Retalhos de uma vida.

- "Niño", não comas tantas "pipas"( sementes de girassol), que acabará nascendo um girassol na tua barriga - Dizia a minha mãe, rindo. Na verdade essas sementes não causam dano algum, e ela sabia. Eu estava com sete anos, e era de costume , já tinha prática em descascar as sementes salgadas, como se costumavam comprar. São baratas, quase de graça.

A "Espanha" é rica em girassóis, são campos enormes dessa linda flor, que se vira em direção ao sol, e em troca dessa mirada, lhes empresta a sua cor , alegre e amarela.

As vezes ela me dava uma "lechuga flamenca" (alface crespa), ou uma pinha, que ia aos poucos arrancando os seus pinhões, e comendo um a um, na porta de casa, uma delícia.

As casas andaluzas tem "azoteas", uma espécie de terraço no alto das casas, grande e murado, que se divisam com outras "azoteas", lá se penduram as roupas, criam-se coelhos, há quem faça pequenas hortas, as crianças brincam, enfim...muitas coisas acontecem nesses espaços. Herança moura, que se mantém viva até hoje.

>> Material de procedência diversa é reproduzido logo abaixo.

//! Wildcard-to-regex pattern matching and identifier normalization, shared by
//! the `DeniedTable` and `ReadOnlyTable` checkers.
//!
//! The wildcard semantics are deliberately **not** POSIX-glob-compatible:
//! `*` means "one or more non-underscore characters," not "zero or more of
//! anything." `sys_*` matches `sys_user` but not `system` (no underscore
//! present) and not `sys_user_detail` (an extra underscore beyond the one
//! segment). This is pinned by the test scenarios and must never be "fixed"
//! to ordinary glob behavior, which would silently broaden every configured
//! blacklist.

use std::sync::OnceLock;

use regex::Regex;

/// A single compiled table-name pattern. Compilation is lazy: the regex is
/// built once, on first match, and cached for the lifetime of the pattern.
pub struct TablePattern {
    source:  String,
    compiled: OnceLock<Regex>
}

impl TablePattern {
    pub fn new(source: impl Into<String>) -> Self {
        Self {
            source:   source.into(),
            compiled: OnceLock::new()
        }
    }

    pub fn source(&self) -> &str {
        &self.source
    }

    /// Match a (already delimiter/schema normalized) identifier against this
    /// pattern, case-insensitively.
    pub fn matches(&self, identifier: &str) -> bool {
        let regex = self
            .compiled
            .get_or_init(|| compile(&self.source.to_lowercase()));
        regex.is_match(&identifier.to_lowercase())
    }
}

impl Clone for TablePattern {
    fn clone(&self) -> Self {
        Self::new(self.source.clone())
    }
}

impl std::fmt::Debug for TablePattern {
    fn fmt(&self, f: &mut std::fmt::Formatter<'_>) -> std::fmt::Result {
        f.debug_struct("TablePattern").field("source", &self.source).finish()
    }
}

/// Compile a lowercased wildcard pattern into an anchored, case-insensitive
/// regex. `*` becomes "one or more non-underscore characters"; every other
/// regex metacharacter in the pattern is escaped literally first.
fn compile(pattern: &str) -> Regex {
    let mut regex_src = String::with_capacity(pattern.len() * 2 + 8);
    regex_src.push_str("(?i)^");
    let mut first = true;
    for segment in pattern.split('*') {
        if !first {
            regex_src.push_str("[^_]+");
        }
        regex_src.push_str(&regex::escape(segment));
        first = false;
    }
    regex_src.push('$');
    Regex::new(&regex_src).unwrap_or_else(|_| {
        Regex::new(&format!("(?i)^{}$", regex::escape(pattern))).expect("literal regex is valid")
    })
}

/// Strip one matching pair of outer delimiters (backticks, double quotes, or
/// square brackets), then strip any `<schema>.` prefix (everything up to and
/// including the last dot).
pub fn normalize_identifier(identifier: &str) -> String {
    let stripped = strip_delimiters(identifier);
    strip_schema_prefix(stripped)
}

fn strip_delimiters(identifier: &str) -> &str {
    let trimmed = identifier.trim();
    let pairs: [(char, char); 3] = [('`', '`'), ('"', '"'), ('[', ']')];
    for (open, close) in pairs {
        if trimmed.len() >= 2
            && trimmed.starts_with(open)
            && trimmed.ends_with(close)
        {
            return &trimmed[open.len_utf8()..trimmed.len() - close.len_utf8()];
        }
    }
    trimmed
}

fn strip_schema_prefix(identifier: &str) -> String {
    match identifier.rfind('.') {
        Some(idx) => identifier[idx + 1..].to_string(),
        None => identifier.to_string()
    }
}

Há poucos anos, visitei a minha família, e eles fizeram uma "barbacoa" (churrasco), na "azotea", naquele estilo americano, com grelha redonda e tripé. E só para ilustrar um pouquinho, de como os espanhóis assam as carnes, eles misturam tudo na mesma grelha, até peixes, o que achei engraçado. Há muita alegria. No verão toma-se sangria e cerveja, e no inverno , vinho. Canta-se muito, se divertem o tempo todo, juntos, as crianças participam , e ajudam bastante, é costume ensinar os menores desde cedo. A carne bovina é muito cara, a mais nobre é o "chorizo", como na Argentina. Picanha, nem se conhece, mas em compensação o pescado custa pouco, assim como os frutos do mar.

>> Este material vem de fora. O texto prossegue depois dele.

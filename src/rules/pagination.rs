//! §4.3(b) — pagination hygiene: `LogicalPagination`, `NoConditionPagination`,
//! `DeepPagination`, `LargePageSize`, `MissingOrderBy`, `NoPagination`.

use crate::{
    ast::Statement,
    config::{
        DeepPaginationConfig, LargePageSizeConfig, LogicalPaginationConfig, MissingOrderByConfig,
        NoConditionPaginationConfig, NoPaginationConfig
    },
    risk::RiskLevel,
    rules::{where_integrity::BlacklistFields, CheckInput, Checker, Dispatch},
    violation::{ValidationResult, Violation}
};

/// A caller-supplied signal (`ctx.parameters()["logical_pagination"]`) that
/// the framework believes it is paginating this statement, even though no
/// physical `LIMIT`/`OFFSET` rewrite took place. The core has no opinion on
/// how a host populates this; it only reads it.
fn claims_logical_pagination(ctx: &crate::context::SqlContext) -> bool {
    ctx.parameters()
        .and_then(|params| params.get("logical_pagination"))
        .and_then(|value| value.as_bool())
        .unwrap_or(false)
}

/// Triggers when the host claims logical (application-level) pagination but
/// has no [`crate::pagination_plugin::PaginationPluginDetector`] reporting a
/// genuine physical rewrite — the query will be fetched in full regardless
/// of what the framework believes.
pub struct LogicalPagination {
    config: LogicalPaginationConfig
}

impl LogicalPagination {
    pub fn new(config: LogicalPaginationConfig) -> Self {
        Self {
            config
        }
    }
}

impl Checker for LogicalPagination {
    fn rule_tag(&self) -> &'static str {
        "logical_pagination"
    }

    fn dispatch(&self) -> Dispatch {
        Dispatch::Ast
    }

    fn check(&self, input: &CheckInput<'_>, result: &mut ValidationResult) {
        if !self.config.enabled || !matches!(input.statement, Statement::Select(_)) {
            return;
        }
        if claims_logical_pagination(input.ctx) && !input.pagination.has_physical_pagination(input.ctx) {
            result.add_violation(Violation {
                risk:       self.config.risk,
                message:    "logical_pagination: framework claims pagination but no physical rewriter is installed"
                    .to_string(),
                suggestion: Some("install a physical LIMIT/OFFSET pagination plugin for this datasource".to_string()),
                rule_tag:   self.rule_tag().to_string()
            });
        }
    }
}

/// `LIMIT` without any `WHERE` is still a full table scan, just truncated on
/// the way out.
pub struct NoConditionPagination {
    config: NoConditionPaginationConfig
}

impl NoConditionPagination {
    pub fn new(config: NoConditionPaginationConfig) -> Self {
        Self {
            config
        }
    }
}

impl Checker for NoConditionPagination {
    fn rule_tag(&self) -> &'static str {
        "no_condition_pagination"
    }

    fn dispatch(&self) -> Dispatch {
        Dispatch::Ast
    }

    fn check(&self, input: &CheckInput<'_>, result: &mut ValidationResult) {
        let Statement::Select(select) = input.statement else {
            return;
        };
        if self.config.enabled && select.limit.is_some() && !select.where_present {
            result.add_violation(Violation {
                risk:       self.config.risk,
                message:    "no_condition_pagination: LIMIT without WHERE still scans the whole table".to_string(),
                suggestion: Some("add a WHERE clause before paginating".to_string()),
                rule_tag:   self.rule_tag().to_string()
            });
        }
    }
}

/// `OFFSET` beyond `max_offset`: the database still has to walk and discard
/// every skipped row.
pub struct DeepPagination {
    config: DeepPaginationConfig
}

impl DeepPagination {
    pub fn new(config: DeepPaginationConfig) -> Self {
        Self {
            config
        }
    }
}

impl Checker for DeepPagination {
    fn rule_tag(&self) -> &'static str {
        "deep_pagination"
    }

    fn dispatch(&self) -> Dispatch {
        Dispatch::Ast
    }

    fn check(&self, input: &CheckInput<'_>, result: &mut ValidationResult) {
        let Statement::Select(select) = input.statement else {
            return;
        };
        if let Some(offset) = select.offset
            && self.config.enabled
            && offset > self.config.max_offset
        {
            result.add_violation(Violation {
                risk:       self.config.risk,
                message:    format!(
                    "deep_pagination: OFFSET {offset} exceeds the configured maximum of {}",
                    self.config.max_offset
                ),
                suggestion: Some("use keyset (seek) pagination instead of a large OFFSET".to_string()),
                rule_tag:   self.rule_tag().to_string()
            });
        }
    }
}

/// `LIMIT` beyond `max_page_size`: an over-large page defeats the purpose of
/// paginating at all.
pub struct LargePageSize {
    config: LargePageSizeConfig
}

impl LargePageSize {
    pub fn new(config: LargePageSizeConfig) -> Self {
        Self {
            config
        }
    }
}

impl Checker for LargePageSize {
    fn rule_tag(&self) -> &'static str {
        "large_page_size"
    }

    fn dispatch(&self) -> Dispatch {
        Dispatch::Ast
    }

    fn check(&self, input: &CheckInput<'_>, result: &mut ValidationResult) {
        let Statement::Select(select) = input.statement else {
            return;
        };
        if let Some(limit) = select.limit
            && self.config.enabled
            && limit > self.config.max_page_size
        {
            result.add_violation(Violation {
                risk:       self.config.risk,
                message:    format!(
                    "large_page_size: LIMIT {limit} exceeds the configured maximum of {}",
                    self.config.max_page_size
                ),
                suggestion: Some("reduce the page size".to_string()),
                rule_tag:   self.rule_tag().to_string()
            });
        }
    }
}

/// A paginated `SELECT` without `ORDER BY` has no stable row order across
/// pages — rows can be skipped or repeated as the underlying table changes.
pub struct MissingOrderBy {
    config: MissingOrderByConfig
}

impl MissingOrderBy {
    pub fn new(config: MissingOrderByConfig) -> Self {
        Self {
            config
        }
    }
}

impl Checker for MissingOrderBy {
    fn rule_tag(&self) -> &'static str {
        "missing_order_by"
    }

    fn dispatch(&self) -> Dispatch {
        Dispatch::Ast
    }

    fn check(&self, input: &CheckInput<'_>, result: &mut ValidationResult) {
        let Statement::Select(select) = input.statement else {
            return;
        };
        if self.config.enabled && select.limit.is_some() && !select.has_order_by {
            result.add_violation(Violation {
                risk:       self.config.risk,
                message:    "missing_order_by: paginated SELECT has no ORDER BY, page contents are unstable"
                    .to_string(),
                suggestion: Some("add a deterministic ORDER BY".to_string()),
                rule_tag:   self.rule_tag().to_string()
            });
        }
    }
}

/// `SELECT` with no `LIMIT` at all: risk is stratified by how selective the
/// (absent or blacklist-only) `WHERE` clause is.
pub struct NoPagination {
    config:            NoPaginationConfig,
    blacklist_columns: Vec<String>
}

impl NoPagination {
    pub fn new(config: NoPaginationConfig, blacklist_columns: Vec<String>) -> Self {
        Self {
            config,
            blacklist_columns
        }
    }
}

impl Checker for NoPagination {
    fn rule_tag(&self) -> &'static str {
        "no_pagination"
    }

    fn dispatch(&self) -> Dispatch {
        Dispatch::Ast
    }

    fn check(&self, input: &CheckInput<'_>, result: &mut ValidationResult) {
        let Statement::Select(select) = input.statement else {
            return;
        };
        if !self.config.enabled || select.limit.is_some() {
            return;
        }
        let risk = if !select.where_present {
            RiskLevel::Critical
        } else if BlacklistFields::only_blacklisted(&select.where_cols, &self.blacklist_columns) {
            RiskLevel::High
        } else {
            self.config.risk
        };
        result.add_violation(Violation {
            risk,
            message: "no_pagination: SELECT has no LIMIT".to_string(),
            suggestion: Some("add a LIMIT clause".to_string()),
            rule_tag: self.rule_tag().to_string()
        });
    }
}

#[cfg(test)]
mod tests {
    use serde_json::json;

    use super::*;
    use crate::{
        context::SqlContext, pagination_plugin::{NoPaginationFramework, PaginationPluginDetector},
        parse::{ParseFacade, ParseMode}
    };

    fn statement_for(sql: &str) -> Statement {
        ParseFacade::new(ParseMode::Strict).parse(sql).unwrap()
    }

    fn run_one(checker: &dyn Checker, ctx: &SqlContext) -> ValidationResult {
        let statement = statement_for(ctx.sql());
        let pagination = NoPaginationFramework;
        let input = CheckInput {
            ctx,
            statement: &statement,
            pagination: &pagination
        };
        let mut result = ValidationResult::new();
        checker.check(&input, &mut result);
        result
    }

    #[test]
    fn deep_pagination_triggers_past_the_default_offset() {
        let checker = DeepPagination::new(DeepPaginationConfig::default());
        let ctx = SqlContext::derive("SELECT * FROM users WHERE id=1 LIMIT 10 OFFSET 50000", "t1");
        let result = run_one(&checker, &ctx);
        assert_eq!(result.violations.len(), 1);
        assert_eq!(result.violations[0].risk, RiskLevel::Medium);
    }

    #[test]
    fn deep_pagination_passes_within_the_default_offset() {
        let checker = DeepPagination::new(DeepPaginationConfig::default());
        let ctx = SqlContext::derive("SELECT * FROM users WHERE id=1 LIMIT 10 OFFSET 10", "t1");
        assert!(run_one(&checker, &ctx).is_empty());
    }

    #[test]
    fn large_page_size_triggers_past_the_default_limit() {
        let checker = LargePageSize::new(LargePageSizeConfig::default());
        let ctx = SqlContext::derive("SELECT * FROM users WHERE id=1 LIMIT 5000", "t1");
        assert_eq!(run_one(&checker, &ctx).violations.len(), 1);
    }

    #[test]
    fn missing_order_by_triggers_on_paginated_select_without_order_by() {
        let checker = MissingOrderBy::new(MissingOrderByConfig::default());
        let ctx = SqlContext::derive("SELECT * FROM users WHERE id=1 LIMIT 10", "t1");
        assert_eq!(run_one(&checker, &ctx).violations.len(), 1);
    }

    #[test]
    fn missing_order_by_passes_when_order_by_present() {
        let checker = MissingOrderBy::new(MissingOrderByConfig::default());
        let ctx = SqlContext::derive("SELECT * FROM users WHERE id=1 ORDER BY id LIMIT 10", "t1");
        assert!(run_one(&checker, &ctx).is_empty());
    }

    #[test]
    fn no_condition_pagination_triggers_on_limit_without_where() {
        let checker = NoConditionPagination::new(NoConditionPaginationConfig::default());
        let ctx = SqlContext::derive("SELECT * FROM users LIMIT 10", "t1");
        assert_eq!(run_one(&checker, &ctx).violations.len(), 1);
    }

    #[test]
    fn no_pagination_escalates_to_critical_without_where() {
        let checker = NoPagination::new(NoPaginationConfig::default(), vec!["status".to_string()]);
        let ctx = SqlContext::derive("SELECT * FROM users", "t1");
        let result = run_one(&checker, &ctx);
        assert_eq!(result.violations[0].risk, RiskLevel::Critical);
    }

    #[test]
    fn no_pagination_escalates_to_high_for_blacklist_only_where() {
        let checker = NoPagination::new(NoPaginationConfig::default(), vec!["status".to_string()]);
        let ctx = SqlContext::derive("SELECT * FROM users WHERE status = 1", "t1");
        let result = run_one(&checker, &ctx);
        assert_eq!(result.violations[0].risk, RiskLevel::High);
    }

    #[test]
    fn no_pagination_uses_configured_risk_for_a_selective_where() {
        let checker = NoPagination::new(NoPaginationConfig::default(), vec!["status".to_string()]);
        let ctx = SqlContext::derive("SELECT * FROM users WHERE id = 1", "t1");
        let result = run_one(&checker, &ctx);
        assert_eq!(result.violations[0].risk, RiskLevel::Medium);
    }

    #[test]
    fn no_pagination_passes_when_limit_present() {
        let checker = NoPagination::new(NoPaginationConfig::default(), vec!["status".to_string()]);
        let ctx = SqlContext::derive("SELECT * FROM users LIMIT 10", "t1");
        assert!(run_one(&checker, &ctx).is_empty());
    }

    struct AlwaysPaginates;

    impl PaginationPluginDetector for AlwaysPaginates {
        fn has_physical_pagination(&self, _ctx: &SqlContext) -> bool {
            true
        }
    }

    #[test]
    fn logical_pagination_triggers_when_claimed_but_no_physical_rewrite_installed() {
        let checker = LogicalPagination::new(LogicalPaginationConfig::default());
        let mut parameters = std::collections::HashMap::new();
        parameters.insert("logical_pagination".to_string(), json!(true));
        let ctx = SqlContext::derive("SELECT * FROM users", "t1").with_parameters(parameters);
        let statement = statement_for(ctx.sql());
        let pagination = NoPaginationFramework;
        let input = CheckInput {
            ctx: &ctx,
            statement: &statement,
            pagination: &pagination
        };
        let mut result = ValidationResult::new();
        checker.check(&input, &mut result);
        assert_eq!(result.violations.len(), 1);
    }

    #[test]
    fn logical_pagination_passes_when_a_physical_rewriter_is_installed() {
        let checker = LogicalPagination::new(LogicalPaginationConfig::default());
        let mut parameters = std::collections::HashMap::new();
        parameters.insert("logical_pagination".to_string(), json!(true));
        let ctx = SqlContext::derive("SELECT * FROM users", "t1").with_parameters(parameters);
        let statement = statement_for(ctx.sql());
        let pagination = AlwaysPaginates;
        let input = CheckInput {
            ctx: &ctx,
            statement: &statement,
            pagination: &pagination
        };
        let mut result = ValidationResult::new();
        checker.check(&input, &mut result);
        assert!(result.is_empty());
    }
}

Engraçado que o peixe tem duas denominações, quando vivo é "pez" ( no aquário) , e para peixe morto "pescado" ( no prato).

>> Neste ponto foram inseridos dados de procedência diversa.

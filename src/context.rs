//! The caller-owned input to the validator: the SQL text plus a small
//! execution context.

use std::collections::HashMap;

use serde::{Deserialize, Serialize};
use serde_json::Value;

use crate::sql_text::leading_keyword;

/// A closed classification of the submitted statement, derived from the AST
/// when available, otherwise from a case-insensitive match on the leading
/// keyword.
#[derive(Debug, Clone, Copy, PartialEq, Eq, Serialize, Deserialize, Default)]
#[serde(rename_all = "UPPERCASE")]
#[non_exhaustive]
pub enum SqlCommandType {
    Select,
    Insert,
    Update,
    Delete,
    Ddl,
    Call,
    Other,
    #[default]
    Unknown
}

impl SqlCommandType {
    /// Derive a command type from the leading keyword of raw SQL text. Used
    /// when the caller does not supply one explicitly.
    pub fn from_sql(sql: &str) -> Self {
        let Some(keyword) = leading_keyword(sql) else {
            return Self::Unknown;
        };
        match keyword.as_str() {
            "SELECT" | "WITH" => Self::Select,
            "INSERT" | "REPLACE" => Self::Insert,
            "UPDATE" => Self::Update,
            "DELETE" => Self::Delete,
            "CREATE" | "ALTER" | "DROP" | "TRUNCATE" => Self::Ddl,
            "CALL" | "EXEC" | "EXECUTE" => Self::Call,
            "SET" | "SHOW" | "DESCRIBE" | "DESC" | "USE" | "GRANT" | "REVOKE" => Self::Other,
            _ => Self::Unknown
        }
    }
}

/// Input to [`crate::validator::Validator::validate`].
///
/// Immutable once built. The AST is never stored here; the parse façade
/// produces it fresh (or from its own cache) per call.
#[derive(Debug, Clone)]
pub struct SqlContext {
    sql:           String,
    command_type:  SqlCommandType,
    statement_id:  String,
    parameters:    Option<HashMap<String, Value>>
}

impl SqlContext {
    /// Build a context with an explicit command type (e.g. supplied by an
    /// ORM layer that already knows it).
    pub fn new(
        sql: impl Into<String>,
        command_type: SqlCommandType,
        statement_id: impl Into<String>
    ) -> Self {
        Self {
            sql: sql.into(),
            command_type,
            statement_id: statement_id.into(),
            parameters: None
        }
    }

    /// Build a context deriving the command type from the leading keyword of
    /// `sql`.
    pub fn derive(sql: impl Into<String>, statement_id: impl Into<String>) -> Self {
        let sql = sql.into();
        let command_type = SqlCommandType::from_sql(&sql);
        Self::new(sql, command_type, statement_id)
    }

    pub fn with_parameters(mut self, parameters: HashMap<String, Value>) -> Self {
        self.parameters = Some(parameters);
        self
    }

    pub fn sql(&self) -> &str {
        &self.sql
    }

    pub fn command_type(&self) -> SqlCommandType {
        self.command_type
    }

    pub fn statement_id(&self) -> &str {
        &self.statement_id
    }

    pub fn parameters(&self) -> Option<&HashMap<String, Value>> {
        self.parameters.as_ref()
    }

    /// True when `sql` is empty or made up entirely of whitespace; the
    /// validator short-circuits to a passing result in this case.
    pub fn is_blank(&self) -> bool {
        self.sql.trim().is_empty()
    }
}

As casas tem uma espécie de ante sala, que chamamos de "casa puerta", onde as pessoas se abrigam da chuva e do vento de areia, qualquer pessoa pode se resguardar, é um espaço solidário, e era comum encontrar estranhos, que cumprimentavam , agradeciam e "se marchavam". De certa forma todos sabem quem é quem, sicrano que é neto de fulana, e o outro que se casou não sei com quem...e por aí vai, e outras vezes, simples mendigos, que pediam um naco de pão, ou uma "limosna" ( um trocado), e sempre ajudávamos. Desde cedo os meus pais nos davam pequenas moedas para incentivar a doação, na igreja, no convento , e nas ruas . A generosidade cristã é muito forte .

Os mendigos de rua costumam ficar perto das igrejas, e como nos EUA, com um cartaz e um chapéu no chão . Vi muita gente do Leste Europeu, gente jovem, muita branca e magra, de olhar perdido, refugiados da Croácia, Monte Negro ou da Sérvia, fugidos da guerra, dava pena, juventude ceifada, e sem destino. Ninguém te toca ou importuna, só as ciganas fazem isso.

Uma vez , já adulto, vi um mendigo cego, com um cachorro ao lado,que segurava o chapéu com a boca, então coloquei o dinheiro e lhe disse; " Mire usted, esto és para su perrito", e ele respondeu sorrindo : " Y no crea usted que el yá no lo sabe" ( Para seu cãozinho/ E não pense que ele já não o sabe).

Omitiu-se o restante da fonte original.